/---
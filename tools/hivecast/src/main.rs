mod commands;
mod json;
mod table;

use anyhow::Result;
use clap::{Parser, Subcommand};
use commands::{convert::ConvertArgs, schema::SchemaArgs};
use tracing_subscriber::EnvFilter;

#[derive(Parser)]
#[command(
    name = "hivecast",
    about = "Dry-run the Hive streaming row adapter over JSON-lines records"
)]
struct Cli {
    /// Log filter used when RUST_LOG is not set
    #[arg(long, global = true, default_value = "info")]
    log_level: String,

    #[command(subcommand)]
    command: Commands,
}

#[derive(Subcommand)]
enum Commands {
    /// Convert records into table rows, one JSON array per line
    Convert(ConvertArgs),
    /// Print the inferred record schema and the resolved column positions
    Schema(SchemaArgs),
}

fn main() -> Result<()> {
    let cli = Cli::parse();

    let filter =
        EnvFilter::try_from_default_env().unwrap_or_else(|_| EnvFilter::new(&cli.log_level));
    tracing_subscriber::fmt()
        .with_env_filter(filter)
        .with_target(false)
        .with_writer(std::io::stderr)
        .init();

    match cli.command {
        Commands::Convert(args) => args.run(),
        Commands::Schema(args) => args.run(),
    }
}
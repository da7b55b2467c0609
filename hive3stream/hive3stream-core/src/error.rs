//! Error types for value coercion and record access.

/// Error returned when a [`Value`](crate::Value) cannot be coerced to the
/// requested representation.
#[derive(Debug, Clone, PartialEq, thiserror::Error)]
pub enum ValueError {
    /// The value's variant has no conversion to the requested type.
    #[error("expected {expected}, found {actual}")]
    TypeMismatch {
        expected: &'static str,
        actual: &'static str,
    },

    /// A textual value could not be parsed as the requested type.
    #[error("cannot parse {input:?} as {target}")]
    Unparseable { input: String, target: &'static str },

    /// A numeric value does not fit the requested type.
    #[error("{value} is out of range for {target}")]
    OutOfRange { value: String, target: &'static str },
}

/// Error returned by the typed accessors of [`Record`](crate::Record).
#[derive(Debug, Clone, PartialEq, thiserror::Error)]
pub enum RecordError {
    /// The named field holds a value that cannot be coerced.
    #[error("field '{field}': {source}")]
    Field {
        field: String,
        #[source]
        source: ValueError,
    },
}

impl RecordError {
    /// Name of the field the error refers to.
    pub fn field(&self) -> &str {
        match self {
            RecordError::Field { field, .. } => field,
        }
    }
}
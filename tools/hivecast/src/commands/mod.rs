pub mod convert;
pub mod schema;

use std::{
    fs,
    io::{BufRead, BufReader, Lines},
    path::Path,
};

use anyhow::{Context, Result};

/// Non-blank lines of a JSON-lines file, with their 1-based line numbers.
pub fn read_lines(path: &Path) -> Result<impl Iterator<Item = Result<(usize, String)>>> {
    let file = fs::File::open(path).with_context(|| format!("failed to open {}", path.display()))?;
    let lines: Lines<BufReader<fs::File>> = BufReader::new(file).lines();
    Ok(lines
        .enumerate()
        .map(|(i, line)| -> Result<(usize, String)> { Ok((i + 1, line?)) })
        .filter(|line| !matches!(line, Ok((_, text)) if text.trim().is_empty())))
}
use hive3stream_serde::{
    ConfigError, DecimalMode, PrimitiveType, TableProperties, TableSchema, TypeInfo,
};

#[test]
fn builds_from_raw_properties() {
    let props = TableProperties::from_properties([
        ("columns", "id,name,ts"),
        ("columns.types", "int,string,timestamp"),
        ("timestamp.formats", r"%d/%m/%Y %H:%M,millis,%Y\,%j"),
        ("decimal.mode", "EXACT"),
        ("serialization.format", "1"),
    ])
    .unwrap();

    assert_eq!(props.column_names, ["id", "name", "ts"]);
    assert_eq!(
        props.column_types,
        vec![
            TypeInfo::primitive(PrimitiveType::Int),
            TypeInfo::primitive(PrimitiveType::String),
            TypeInfo::primitive(PrimitiveType::Timestamp),
        ]
    );
    assert_eq!(props.timestamp_formats, ["%d/%m/%Y %H:%M", "millis", "%Y,%j"]);
    assert_eq!(props.decimal_mode, DecimalMode::Exact);
}

#[test]
fn defaults_apply_when_optional_keys_are_absent() {
    let props =
        TableProperties::from_properties([("columns", "a"), ("columns.types", "int")]).unwrap();
    assert!(props.timestamp_formats.is_empty());
    assert_eq!(props.decimal_mode, DecimalMode::Double);
}

#[test]
fn custom_name_delimiter_splits_names_containing_commas() {
    let props = TableProperties::from_properties([
        ("columns", "a,b|c"),
        ("columns.types", "int,int"),
        ("column.name.delimiter", "|"),
    ])
    .unwrap();
    assert_eq!(props.column_names, ["a,b", "c"]);
}

#[test]
fn missing_required_keys_are_rejected() {
    assert_eq!(
        TableProperties::from_properties([("columns.types", "int")]),
        Err(ConfigError::MissingProperty { key: "columns" })
    );
    assert_eq!(
        TableProperties::from_properties([("columns", "a")]),
        Err(ConfigError::MissingProperty {
            key: "columns.types"
        })
    );
}

#[test]
fn invalid_values_are_rejected() {
    let err = TableProperties::from_properties([
        ("columns", "a"),
        ("columns.types", "int"),
        ("decimal.mode", "fast"),
    ])
    .unwrap_err();
    assert!(matches!(err, ConfigError::InvalidProperty { key: "decimal.mode", .. }));

    let err = TableProperties::from_properties([
        ("columns", "a"),
        ("columns.types", "int"),
        ("column.name.delimiter", ""),
    ])
    .unwrap_err();
    assert!(matches!(
        err,
        ConfigError::InvalidProperty {
            key: "column.name.delimiter",
            ..
        }
    ));

    let err = TableProperties::from_properties([("columns", "a"), ("columns.types", "nope")])
        .unwrap_err();
    assert!(matches!(err, ConfigError::TypeParse { .. }));
}

#[test]
fn empty_properties_declare_an_empty_table() {
    let props = TableProperties::from_properties([("columns", ""), ("columns.types", "")]).unwrap();
    let table = TableSchema::new(&props.column_names, &props.column_types).unwrap();
    assert!(table.is_empty());
}

#[test]
fn table_schema_lowercases_names_and_checks_counts() {
    let types = vec![
        TypeInfo::primitive(PrimitiveType::Int),
        TypeInfo::primitive(PrimitiveType::String),
    ];
    let table = TableSchema::new(&["ID", "Name"], &types).unwrap();
    assert_eq!(table.len(), 2);
    assert_eq!(table.column(1).map(|c| c.name.as_str()), Some("name"));
    assert_eq!(table.position_of("id"), Some(0));
    assert_eq!(table.position_of("ID"), None);

    assert_eq!(
        TableSchema::new(&["a", "b", "c"], &types),
        Err(ConfigError::ColumnCountMismatch { names: 3, types: 2 })
    );
}

#[test]
fn decimal_mode_round_trips_through_text() {
    for mode in [DecimalMode::Double, DecimalMode::Exact] {
        assert_eq!(mode.to_string().parse::<DecimalMode>(), Ok(mode));
    }
}

#[test]
fn trailing_name_delimiter_adds_no_column() {
    let props =
        TableProperties::from_properties([("columns", "a,b,"), ("columns.types", "int,string")])
            .unwrap();
    assert_eq!(props.column_names, ["a", "b"]);
    assert!(TableSchema::new(&props.column_names, &props.column_types).is_ok());
}
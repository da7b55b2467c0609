//! Declared schema of self-describing records.

mod format;
mod types;

pub use format::format_record_schema;
pub use types::{RecordDataType, RecordField, RecordSchema};
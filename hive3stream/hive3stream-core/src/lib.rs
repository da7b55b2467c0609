//! Encoding-agnostic record model for `hive3stream`.
//!
//! This crate provides the self-describing side of the adapter: the
//! [`Value`] / [`RecordDataType`] intermediate representation, the
//! [`Record`] trait with its typed accessors, and an in-memory
//! [`MapRecord`] implementation.

mod error;
mod record;
mod schema;
mod value;

pub use error::{RecordError, ValueError};
pub use record::{MapRecord, Record};
pub use schema::{RecordDataType, RecordField, RecordSchema, format_record_schema};
pub use value::{DEFAULT_DATE_FORMAT, DEFAULT_TIMESTAMP_FORMATS, Value, parse_timestamp};
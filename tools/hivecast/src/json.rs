//! JSON boundary of the CLI: records in, rows out.

use anyhow::{Result, bail};
use hive3stream_core::{MapRecord, RecordDataType, RecordField, RecordSchema, Value};
use hive3stream_serde::{Row, RowValue};
use serde_json::{Map, Number, Value as Json};

const TIMESTAMP_OUTPUT_FORMAT: &str = "%Y-%m-%d %H:%M:%S%.f";

/// Parse one JSON object into a record whose schema is inferred from its values.
pub fn parse_record(line: &str) -> Result<MapRecord> {
    let Json::Object(object) = serde_json::from_str::<Json>(line)? else {
        bail!("expected a JSON object");
    };
    Ok(record_from_object(&object))
}

fn record_from_object(object: &Map<String, Json>) -> MapRecord {
    let schema = object_schema(object);
    MapRecord::new(
        schema,
        object.iter().map(|(name, v)| (name.clone(), to_value(v))),
    )
}

fn object_schema(object: &Map<String, Json>) -> RecordSchema {
    object
        .iter()
        .map(|(name, v)| RecordField::new(name.clone(), infer_type(v), true))
        .collect::<Vec<_>>()
        .into()
}

/// Declared type of a JSON value. Nulls and empty arrays default to strings.
pub fn infer_type(json: &Json) -> RecordDataType {
    match json {
        Json::Null | Json::String(_) => RecordDataType::String,
        Json::Bool(_) => RecordDataType::Boolean,
        Json::Number(n) => match n.as_i64() {
            Some(v) if i32::try_from(v).is_ok() => RecordDataType::Int,
            Some(_) => RecordDataType::Long,
            None => RecordDataType::Double,
        },
        Json::Array(items) => {
            let elem = items
                .iter()
                .find(|item| !item.is_null())
                .map(infer_type)
                .unwrap_or(RecordDataType::String);
            RecordDataType::Array(Box::new(elem))
        }
        Json::Object(object) => RecordDataType::Record(object_schema(object)),
    }
}

pub fn to_value(json: &Json) -> Value {
    match json {
        Json::Null => Value::Null,
        Json::Bool(v) => Value::Bool(*v),
        Json::Number(n) => match n.as_i64() {
            Some(v) => i32::try_from(v).map_or(Value::Long(v), Value::Int),
            None => n.as_f64().map_or(Value::Null, Value::Double),
        },
        Json::String(s) => Value::string(s),
        Json::Array(items) => Value::Array(items.iter().map(to_value).collect()),
        Json::Object(object) => Value::Record(
            object
                .iter()
                .map(|(name, v)| (name.clone(), to_value(v)))
                .collect(),
        ),
    }
}

/// Render a row as a JSON array, `null` for absent slots.
pub fn row_to_json(row: &Row) -> Json {
    Json::Array(row.iter().map(slot_to_json).collect())
}

fn slot_to_json(slot: &Option<RowValue>) -> Json {
    slot.as_ref().map_or(Json::Null, row_value_to_json)
}

fn row_value_to_json(value: &RowValue) -> Json {
    match value {
        RowValue::Boolean(v) => Json::Bool(*v),
        RowValue::Int(v) => Json::from(*v),
        RowValue::Long(v) => Json::from(*v),
        RowValue::Float(v) => float(f64::from(*v)),
        RowValue::Double(v) => float(*v),
        // Rendered as text to keep every digit.
        RowValue::Decimal(v) => Json::String(v.to_string()),
        RowValue::String(v) => Json::String(v.clone()),
        RowValue::Binary(v) => Json::Array(v.iter().map(|b| Json::from(*b)).collect()),
        RowValue::Date(v) => Json::String(v.to_string()),
        RowValue::Timestamp(v) => Json::String(v.format(TIMESTAMP_OUTPUT_FORMAT).to_string()),
        RowValue::List(items) => Json::Array(items.iter().map(slot_to_json).collect()),
        RowValue::Map(entries) | RowValue::Struct(entries) => Json::Object(
            entries
                .iter()
                .map(|(name, v)| (name.clone(), slot_to_json(v)))
                .collect(),
        ),
    }
}

fn float(v: f64) -> Json {
    Number::from_f64(v).map_or(Json::Null, Json::Number)
}
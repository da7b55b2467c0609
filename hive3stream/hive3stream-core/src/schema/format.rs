use std::fmt::{Error, Result, Write as _};

use super::{RecordDataType, RecordField};

/// Format record fields in a readable style:
/// primitive fields are rendered in one line, compound fields are pretty-printed.
/// Nested fields follow the same rule.
pub fn format_record_schema(
    fields: impl AsRef<[RecordField]>,
) -> std::result::Result<String, Error> {
    let mut out = String::new();

    for field in fields.as_ref() {
        format_labeled_type(&field.name, &field.data_type, Some(field.nullable), 0, &mut out)?;
    }

    Ok(out)
}

fn format_labeled_type(
    label: &str,
    data_type: &RecordDataType,
    nullable: Option<bool>,
    indent: usize,
    out: &mut String,
) -> Result {
    let pad = " ".repeat(indent);
    if data_type.is_primitive() {
        write!(out, "{pad}{label}: {{ type: {}", primitive_name(data_type))?;
        if let Some(format) = data_type.format() {
            write!(out, ", format: \"{format}\"")?;
        }
        if let Some(nullable) = nullable {
            write!(out, ", nullable: {nullable}")?;
        }
        writeln!(out, " }}")?;
    } else {
        writeln!(out, "{pad}{label}:")?;
        format_compound_type(data_type, nullable, indent + 4, out)?;
    }
    Ok(())
}

fn format_compound_type(
    data_type: &RecordDataType,
    nullable: Option<bool>,
    indent: usize,
    out: &mut String,
) -> Result {
    let pad = " ".repeat(indent);
    writeln!(out, "{pad}type: {}", data_type.type_name())?;
    if let Some(nullable) = nullable {
        writeln!(out, "{pad}nullable: {nullable}")?;
    }

    match data_type {
        RecordDataType::Record(schema) => {
            writeln!(out, "{pad}fields:")?;
            for child in schema.iter() {
                format_labeled_type(
                    &child.name,
                    &child.data_type,
                    Some(child.nullable),
                    indent + 4,
                    out,
                )?;
            }
        }
        RecordDataType::Array(elem) => format_labeled_type("item", elem, None, indent, out)?,
        RecordDataType::Map(value) => format_labeled_type("value", value, None, indent, out)?,
        _ => unreachable!("{data_type:?} is not a compound type"),
    }

    Ok(())
}

fn primitive_name(data_type: &RecordDataType) -> String {
    match data_type {
        RecordDataType::Decimal { precision, scale } => format!("decimal({precision},{scale})"),
        other => other.type_name().to_string(),
    }
}
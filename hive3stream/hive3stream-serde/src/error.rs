//! Error types for adapter setup and per-record conversion.

use hive3stream_core::{RecordError, ValueError};

/// Fatal error raised while building the adapter. No records are processed
/// after one of these.
#[derive(Debug, Clone, PartialEq, thiserror::Error)]
pub enum ConfigError {
    /// A required table property is absent.
    #[error("missing table property '{key}'")]
    MissingProperty { key: &'static str },

    /// A table property has a value this adapter cannot use.
    #[error("invalid value {value:?} for table property '{key}': {detail}")]
    InvalidProperty {
        key: &'static str,
        value: String,
        detail: String,
    },

    /// The column-type list could not be parsed.
    #[error("failed to parse column types {input:?}: {detail}")]
    TypeParse { input: String, detail: String },

    /// Column names and column types disagree in length.
    #[error("table declares {names} column names but {types} column types")]
    ColumnCountMismatch { names: usize, types: usize },

    /// A field uses the internal `_col<N>` pattern but its literal name is not
    /// the canonical name of ordinal N.
    #[error(
        "internal column name ({field}) and position encoding ({position}) for the column name are at odds"
    )]
    InternalNameMismatch { field: String, position: usize },

    /// A field's internal `_col<N>` ordinal addresses a column the table lacks.
    #[error("internal column name ({field}) addresses position {position}, but the table has {columns} columns")]
    PositionOutOfRange {
        field: String,
        position: usize,
        columns: usize,
    },
}

/// Cause of a single field failing to convert.
#[derive(Debug, Clone, PartialEq, thiserror::Error)]
pub enum FieldError {
    /// The record accessor could not coerce the value.
    #[error(transparent)]
    Access(#[from] RecordError),

    /// A nested value could not be coerced.
    #[error(transparent)]
    Value(#[from] ValueError),

    /// The target column's type has no conversion.
    #[error("cannot be converted to unsupported type {type_name}")]
    UnsupportedType { type_name: String },

    /// No timestamp form matched the value.
    #[error("cannot parse {input:?} as timestamp")]
    Timestamp { input: String },

    /// An exact decimal does not fit the column's precision.
    #[error("{value} does not fit decimal({precision},{scale})")]
    DecimalOverflow {
        value: String,
        precision: u32,
        scale: u32,
    },
}

/// A record rejected by [`RecordSerDe::deserialize`](crate::RecordSerDe::deserialize).
///
/// The whole record is rejected; no partial row is produced.
#[derive(Debug, Clone, PartialEq, thiserror::Error)]
#[error("error converting field '{field}' of record {record}: {source}")]
pub struct ConversionError {
    /// Rendering of the offending record.
    pub record: String,
    /// Name of the field that failed, as declared by the record.
    pub field: String,
    #[source]
    pub source: FieldError,
}
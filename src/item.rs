//! Item types - the single managed resource
//!
//! - `Item`: the stored record, serialized with camelCase keys
//! - `ItemInput`: raw JSON payload as it arrives from a client
//! - `NewItem` / `ItemPatch`: validated payloads for create and update
//! - `SortField` / `SortSpec`: the enumerated set of sortable fields

use crate::{Error, Result};
use chrono::{DateTime, SecondsFormat, Utc};
use serde::{Deserialize, Deserializer, Serialize};
use std::str::FromStr;

/// Item identifier. Clock-seeded and strictly increasing within a process.
pub type ItemId = u64;

/// A stored item.
#[derive(Debug, Clone, PartialEq, Serialize, Deserialize)]
#[serde(rename_all = "camelCase")]
pub struct Item {
    /// Unique identifier, assigned on creation
    pub id: ItemId,
    /// Display name (3-50 characters)
    pub name: String,
    #[serde(default, skip_serializing_if = "Option::is_none")]
    pub description: Option<String>,
    #[serde(default, skip_serializing_if = "Option::is_none")]
    pub price: Option<f64>,
    /// Exact-match filter key
    #[serde(default, skip_serializing_if = "Option::is_none")]
    pub category: Option<String>,
    pub created_at: DateTime<Utc>,
    pub updated_at: DateTime<Utc>,
}

impl Item {
    /// Build a record from a validated payload
    pub fn new(id: ItemId, payload: NewItem, now: DateTime<Utc>) -> Self {
        Self {
            id,
            name: payload.name,
            description: payload.description,
            price: payload.price,
            category: payload.category,
            created_at: now,
            updated_at: now,
        }
    }

    /// Overwrite the fields present in `patch`, keep the rest
    pub fn apply(&mut self, patch: ItemPatch, now: DateTime<Utc>) {
        if let Some(name) = patch.name {
            self.name = name;
        }
        if let Some(description) = patch.description {
            self.description = Some(description);
        }
        if let Some(price) = patch.price {
            self.price = Some(price);
        }
        if let Some(category) = patch.category {
            self.category = Some(category);
        }
        self.updated_at = now;
    }

    /// Textual form of a field, as used for sorting.
    ///
    /// Missing optional fields read as the empty string.
    pub fn field_text(&self, field: SortField) -> String {
        match field {
            SortField::Id => self.id.to_string(),
            SortField::Name => self.name.clone(),
            SortField::Description => self.description.clone().unwrap_or_default(),
            SortField::Price => self.price.map(|p| p.to_string()).unwrap_or_default(),
            SortField::Category => self.category.clone().unwrap_or_default(),
            SortField::CreatedAt => timestamp_text(&self.created_at),
            SortField::UpdatedAt => timestamp_text(&self.updated_at),
        }
    }
}

// Fixed precision keeps lexicographic order equal to chronological order.
fn timestamp_text(ts: &DateTime<Utc>) -> String {
    ts.to_rfc3339_opts(SecondsFormat::Micros, true)
}

/// Raw item payload, before validation.
///
/// Create and update share this shape. Unknown keys are rejected, and so is
/// an explicit `null`: a key is either absent or carries a value.
#[derive(Debug, Clone, Default, Deserialize)]
#[serde(deny_unknown_fields)]
pub struct ItemInput {
    #[serde(default, deserialize_with = "present")]
    pub name: Option<String>,
    #[serde(default, deserialize_with = "present")]
    pub description: Option<String>,
    #[serde(default, deserialize_with = "present")]
    pub price: Option<f64>,
    #[serde(default, deserialize_with = "present")]
    pub category: Option<String>,
}

// Only called for keys that appear in the payload; absent keys fall back
// to `default`.
fn present<'de, D, T>(deserializer: D) -> std::result::Result<Option<T>, D::Error>
where
    D: Deserializer<'de>,
    T: Deserialize<'de>,
{
    T::deserialize(deserializer).map(Some)
}

/// Validated payload for creating an item
#[derive(Debug, Clone, PartialEq)]
pub struct NewItem {
    pub name: String,
    pub description: Option<String>,
    pub price: Option<f64>,
    pub category: Option<String>,
}

impl NewItem {
    pub fn new(name: impl Into<String>) -> Self {
        Self {
            name: name.into(),
            description: None,
            price: None,
            category: None,
        }
    }

    pub fn with_description(mut self, description: impl Into<String>) -> Self {
        self.description = Some(description.into());
        self
    }

    pub fn with_price(mut self, price: f64) -> Self {
        self.price = Some(price);
        self
    }

    pub fn with_category(mut self, category: impl Into<String>) -> Self {
        self.category = Some(category.into());
        self
    }
}

/// Validated partial update. `None` leaves the stored field as it is.
#[derive(Debug, Clone, Default, PartialEq)]
pub struct ItemPatch {
    pub name: Option<String>,
    pub description: Option<String>,
    pub price: Option<f64>,
    pub category: Option<String>,
}

/// Fields a listing can be sorted by
#[derive(Debug, Clone, Copy, PartialEq, Eq, Hash)]
pub enum SortField {
    Id,
    Name,
    Description,
    Price,
    Category,
    CreatedAt,
    UpdatedAt,
}

impl SortField {
    /// Get the wire name of the field
    pub fn as_str(&self) -> &'static str {
        match self {
            SortField::Id => "id",
            SortField::Name => "name",
            SortField::Description => "description",
            SortField::Price => "price",
            SortField::Category => "category",
            SortField::CreatedAt => "createdAt",
            SortField::UpdatedAt => "updatedAt",
        }
    }

    /// Get all sortable fields
    pub fn all() -> &'static [SortField] {
        &[
            SortField::Id,
            SortField::Name,
            SortField::Description,
            SortField::Price,
            SortField::Category,
            SortField::CreatedAt,
            SortField::UpdatedAt,
        ]
    }
}

impl FromStr for SortField {
    type Err = Error;

    fn from_str(s: &str) -> Result<Self> {
        match s {
            "id" => Ok(SortField::Id),
            "name" => Ok(SortField::Name),
            "description" => Ok(SortField::Description),
            "price" => Ok(SortField::Price),
            "category" => Ok(SortField::Category),
            "createdAt" | "created_at" => Ok(SortField::CreatedAt),
            "updatedAt" | "updated_at" => Ok(SortField::UpdatedAt),
            _ => Err(Error::Validation(format!("Unknown sort field: {}", s))),
        }
    }
}

impl std::fmt::Display for SortField {
    fn fmt(&self, f: &mut std::fmt::Formatter<'_>) -> std::fmt::Result {
        write!(f, "{}", self.as_str())
    }
}

#[derive(Debug, Clone, Copy, PartialEq, Eq, Default)]
pub enum SortDirection {
    #[default]
    Asc,
    Desc,
}

/// Parsed `field:direction` sort parameter.
///
/// `field` is `None` when the name is not a sortable field; such a sort
/// compares every item as the empty string and keeps the input order.
#[derive(Debug, Clone, Copy, PartialEq, Eq)]
pub struct SortSpec {
    pub field: Option<SortField>,
    pub direction: SortDirection,
}

impl SortSpec {
    pub fn new(field: SortField, direction: SortDirection) -> Self {
        Self {
            field: Some(field),
            direction,
        }
    }

    /// Parse `field:direction`. Anything but a literal `desc` sorts ascending.
    pub fn parse(raw: &str) -> Self {
        let mut parts = raw.split(':');
        let field = parts.next().unwrap_or("");
        let direction = match parts.next() {
            Some("desc") => SortDirection::Desc,
            _ => SortDirection::Asc,
        };

        let field = match field.parse::<SortField>() {
            Ok(field) => Some(field),
            Err(_) => {
                tracing::debug!("Ignoring unknown sort field {:?}", field);
                None
            }
        };

        Self { field, direction }
    }

    /// Sort key for one item
    pub fn key(&self, item: &Item) -> String {
        self.field.map(|f| item.field_text(f)).unwrap_or_default()
    }
}
use axum::{
    http::{HeaderName, HeaderValue},
    middleware,
    routing::get,
    Router,
};
use std::net::SocketAddr;
use std::sync::Arc;
use std::time::Instant;
use tower_http::cors::CorsLayer;
use tower_http::set_header::SetResponseHeaderLayer;
use tower_http::trace::TraceLayer;
use crate::config::ItemstoreConfig;
use crate::store::ItemStore;

pub mod error;
pub mod rate_limit;
pub mod routes;

pub use error::ApiError;
pub use rate_limit::{RateLimitResult, RateLimiter};

/// Server state
pub struct AppState {
    pub store: ItemStore,
    pub rate_limiter: RateLimiter,
    pub started_at: Instant,
}

impl AppState {
    pub fn new(config: &ItemstoreConfig) -> Self {
        Self {
            store: ItemStore::new(),
            rate_limiter: RateLimiter::new(&config.rate_limit),
            started_at: Instant::now(),
        }
    }
}

/// Response headers stamped on every response, preflights included
const SECURITY_HEADERS: &[(&str, &str)] = &[
    (
        "content-security-policy",
        "default-src 'self';base-uri 'self';font-src 'self' https: data:;\
         form-action 'self';frame-ancestors 'self';img-src 'self' data:;\
         object-src 'none';script-src 'self';script-src-attr 'none';\
         style-src 'self' https: 'unsafe-inline';upgrade-insecure-requests",
    ),
    ("cross-origin-opener-policy", "same-origin"),
    ("cross-origin-resource-policy", "same-origin"),
    ("origin-agent-cluster", "?1"),
    ("referrer-policy", "no-referrer"),
    ("strict-transport-security", "max-age=31536000; includeSubDomains"),
    ("x-content-type-options", "nosniff"),
    ("x-dns-prefetch-control", "off"),
    ("x-download-options", "noopen"),
    ("x-frame-options", "SAMEORIGIN"),
    ("x-permitted-cross-domain-policies", "none"),
    ("x-xss-protection", "0"),
];

/// Build the full application router.
///
/// Layers, outermost first: access log, security headers, CORS, rate limit.
pub fn build_router(state: Arc<AppState>) -> Router {
    let api = Router::new()
        .route("/items", get(routes::list_items).post(routes::create_item))
        .route(
            "/items/{id}",
            get(routes::get_item)
                .put(routes::update_item)
                .delete(routes::delete_item),
        );

    let router: Router<Arc<AppState>> = Router::new()
        .nest("/api/v1", api)
        .route("/health", get(routes::health))
        .layer(middleware::from_fn_with_state(state.clone(), rate_limit::enforce))
        .layer(CorsLayer::permissive());

    SECURITY_HEADERS
        .iter()
        .fold(router, |router, &(name, value)| router.layer(security_header(name, value)))
        .layer(TraceLayer::new_for_http())
        .with_state(state)
}

fn security_header(name: &'static str, value: &'static str) -> SetResponseHeaderLayer<HeaderValue> {
    SetResponseHeaderLayer::if_not_present(
        HeaderName::from_static(name),
        HeaderValue::from_static(value),
    )
}

pub async fn start_server(config: ItemstoreConfig) -> anyhow::Result<()> {
    let state = Arc::new(AppState::new(&config));
    let app = build_router(state);

    let listener = tokio::net::TcpListener::bind(config.bind_address()).await?;
    tracing::info!("Starting server on {}", listener.local_addr()?);
    if config.rate_limit.enabled {
        tracing::info!(
            "Rate limit: {} requests per {}s per client",
            config.rate_limit.max_requests,
            config.rate_limit.window_secs
        );
    }

    axum::serve(
        listener,
        app.into_make_service_with_connect_info::<SocketAddr>(),
    )
    .with_graceful_shutdown(shutdown_signal())
    .await?;

    tracing::info!("Server stopped");
    Ok(())
}

async fn shutdown_signal() {
    if let Err(e) = tokio::signal::ctrl_c().await {
        tracing::error!("Failed to listen for shutdown signal: {}", e);
        std::future::pending::<()>().await;
    }
    tracing::info!("Shutdown signal received");
}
\---
Using the listing above, return word for word each line from the one that has "let state = Arc::new(AppState::new(&config));" through the one that has "to listen for", and no line outside that range.

RESPONSE:
    let state = Arc::new(AppState::new(&config));
    let app = build_router(state);

    let listener = tokio::net::TcpListener::bind(config.bind_address()).await?;
    tracing::info!("Starting server on {}", listener.local_addr()?);
    if config.rate_limit.enabled {
        tracing::info!(
            "Rate limit: {} requests per {}s per client",
            config.rate_limit.max_requests,
            config.rate_limit.window_secs
        );
    }

    axum::serve(
        listener,
        app.into_make_service_with_connect_info::<SocketAddr>(),
    )
    .with_graceful_shutdown(shutdown_signal())
    .await?;

    tracing::info!("Server stopped");
    Ok(())
}

async fn shutdown_signal() {
    if let Err(e) = tokio::signal::ctrl_c().await {
        tracing::error!("Failed to listen for shutdown signal: {}", e);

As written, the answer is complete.